(Beginning of Task data)

//! Configuration for the playfish server
//!
//! Values are resolved once at startup with the following precedence:
//! 1. command-line flags
//! 2. `PLAYFISH_*` environment variables
//! 3. the TOML file named by `--config`, else `./config.toml` if present
//! 4. built-in defaults

use std::collections::BTreeMap;
use std::net::{SocketAddr, ToSocketAddrs};
use std::path::{Path, PathBuf};
use std::time::Duration;

use serde::Deserialize;

pub const DEFAULT_CONFIG_FILE: &str = "config.toml";
const DEFAULT_LISTEN_ADDR: &str = "0.0.0.0:8080";
const DEFAULT_MOVE_TIME_MS: u64 = 1000;
const DEFAULT_SEARCH_GRACE_MS: u64 = 5000;
const DEFAULT_HANDSHAKE_TIMEOUT_MS: u64 = 10_000;

#[derive(Debug, Clone, PartialEq, Deserialize)]
#[serde(default)]
pub struct ServerConfig {
    pub engine_path: Option<PathBuf>,
    pub listen_addr: String,
    pub move_time_ms: u64,
    pub search_grace_ms: u64,
    pub handshake_timeout_ms: u64,
    pub assets_dir: PathBuf,
    pub log_file: Option<PathBuf>,
    /// Sent to the engine as `setoption` after the handshake.
    pub uci_options: BTreeMap<String, toml::Value>,
    /// File the values were read from, if any.
    #[serde(skip)]
    pub source: Option<PathBuf>,
}

impl Default for ServerConfig {
    fn default() -> Self {
        Self {
            engine_path: None,
            listen_addr: DEFAULT_LISTEN_ADDR.to_string(),
            move_time_ms: DEFAULT_MOVE_TIME_MS,
            search_grace_ms: DEFAULT_SEARCH_GRACE_MS,
            handshake_timeout_ms: DEFAULT_HANDSHAKE_TIMEOUT_MS,
            assets_dir: PathBuf::from("."),
            log_file: None,
            uci_options: BTreeMap::new(),
            source: None,
        }
    }
}

/// Values supplied on the command line.
#[derive(Debug, Clone, Default)]
pub struct Overrides {
    pub engine_path: Option<PathBuf>,
    pub listen_addr: Option<String>,
    pub move_time_ms: Option<u64>,
}

#[derive(Debug, thiserror::Error)]
pub enum ConfigError {
    #[error("Failed to read config file {path}: {source}")]
    Read {
        path: PathBuf,
        #[source]
        source: std::io::Error,
    },
    #[error("Failed to parse config file {path}: {source}")]
    Parse {
        path: PathBuf,
        #[source]
        source: toml::de::Error,
    },
    #[error("Invalid value for {key}: {value:?}")]
    InvalidValue { key: String, value: String },
    #[error("No engine path configured (set engine_path, PLAYFISH_ENGINE_PATH or --engine)")]
    MissingEnginePath,
    #[error("Invalid listen address: {0}")]
    InvalidListenAddr(String),
}

impl ServerConfig {
    /// Full resolution: file, then process environment, then CLI.
    pub fn resolve(explicit: Option<&Path>, overrides: Overrides) -> Result<Self, ConfigError> {
        let mut config = Self::load(explicit, Path::new(DEFAULT_CONFIG_FILE))?;
        config.apply_env(|key| std::env::var(key).ok())?;
        config.apply_overrides(overrides);
        config.validate()?;
        Ok(config)
    }

    /// Read `explicit` if given (it must exist), else `fallback` if it
    /// exists, else use defaults.
    pub fn load(explicit: Option<&Path>, fallback: &Path) -> Result<Self, ConfigError> {
        match explicit {
            Some(path) => Self::from_file(path),
            None if fallback.is_file() => Self::from_file(fallback),
            None => Ok(Self::default()),
        }
    }

    pub fn from_file(path: &Path) -> Result<Self, ConfigError> {
        let content = std::fs::read_to_string(path).map_err(|source| ConfigError::Read {
            path: path.to_path_buf(),
            source,
        })?;
        let mut config: Self = toml::from_str(&content).map_err(|source| ConfigError::Parse {
            path: path.to_path_buf(),
            source,
        })?;
        config.source = Some(path.to_path_buf());
        Ok(config)
    }

    /// Apply `PLAYFISH_*` variables through `lookup`.
    pub fn apply_env(
        &mut self,
        lookup: impl Fn(&str) -> Option<String>,
    ) -> Result<(), ConfigError> {
        if let Some(path) = lookup("PLAYFISH_ENGINE_PATH") {
            self.engine_path = Some(PathBuf::from(path));
        }
        if let Some(addr) = lookup("PLAYFISH_LISTEN_ADDR") {
            self.listen_addr = addr;
        }
        if let Some(value) = lookup("PLAYFISH_MOVE_TIME_MS") {
            self.move_time_ms = parse_millis("PLAYFISH_MOVE_TIME_MS", &value)?;
        }
        if let Some(value) = lookup("PLAYFISH_SEARCH_GRACE_MS") {
            self.search_grace_ms = parse_millis("PLAYFISH_SEARCH_GRACE_MS", &value)?;
        }
        if let Some(dir) = lookup("PLAYFISH_ASSETS_DIR") {
            self.assets_dir = PathBuf::from(dir);
        }
        if let Some(file) = lookup("PLAYFISH_LOG_FILE") {
            self.log_file = Some(PathBuf::from(file));
        }
        Ok(())
    }

    pub fn apply_overrides(&mut self, overrides: Overrides) {
        if let Some(path) = overrides.engine_path {
            self.engine_path = Some(path);
        }
        if let Some(addr) = overrides.listen_addr {
            self.listen_addr = addr;
        }
        if let Some(ms) = overrides.move_time_ms {
            self.move_time_ms = ms;
        }
    }

    pub fn validate(&self) -> Result<(), ConfigError> {
        self.engine_path()?;
        self.listen_addr()?;
        if self.move_time_ms == 0 {
            return Err(ConfigError::InvalidValue {
                key: "move_time_ms".to_string(),
                value: "0".to_string(),
            });
        }
        Ok(())
    }

    pub fn engine_path(&self) -> Result<&Path, ConfigError> {
        self.engine_path
            .as_deref()
            .filter(|p| !p.as_os_str().is_empty())
            .ok_or(ConfigError::MissingEnginePath)
    }

    /// The listen address; a bare `:PORT` binds every interface.
    pub fn listen_addr(&self) -> Result<SocketAddr, ConfigError> {
        let addr = self.listen_addr.trim();
        let full = if addr.starts_with(':') {
            format!("0.0.0.0{}", addr)
        } else {
            addr.to_string()
        };
        full.to_socket_addrs()
            .ok()
            .and_then(|mut addrs| addrs.next())
            .ok_or_else(|| ConfigError::InvalidListenAddr(self.listen_addr.clone()))
    }

    pub fn move_time(&self) -> Duration {
        Duration::from_millis(self.move_time_ms)
    }

    pub fn search_grace(&self) -> Duration {
        Duration::from_millis(self.search_grace_ms)
    }

    pub fn handshake_timeout(&self) -> Duration {
        Duration::from_millis(self.handshake_timeout_ms)
    }

    /// Engine options as `setoption` name/value pairs, values stringified.
    pub fn uci_options(&self) -> Vec<(String, String)> {
        self.uci_options
            .iter()
            .map(|(name, value)| (name.clone(), stringify(value)))
            .collect()
    }
}

fn parse_millis(key: &str, value: &str) -> Result<u64, ConfigError> {
    value.trim().parse().map_err(|_| ConfigError::InvalidValue {
        key: key.to_string(),
        value: value.to_string(),
    })
}

fn stringify(value: &toml::Value) -> String {
    match value {
        toml::Value::String(s) => s.clone(),
        other => other.to_string(),
    }
}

(End of Task data)

Return exactly the run of lines that opens with the one containing "fn stringify(value: &toml::Value)" and closes with the last line of the records above.

fn stringify(value: &toml::Value) -> String {
    match value {
        toml::Value::String(s) => s.clone(),
        other => other.to_string(),
    }
}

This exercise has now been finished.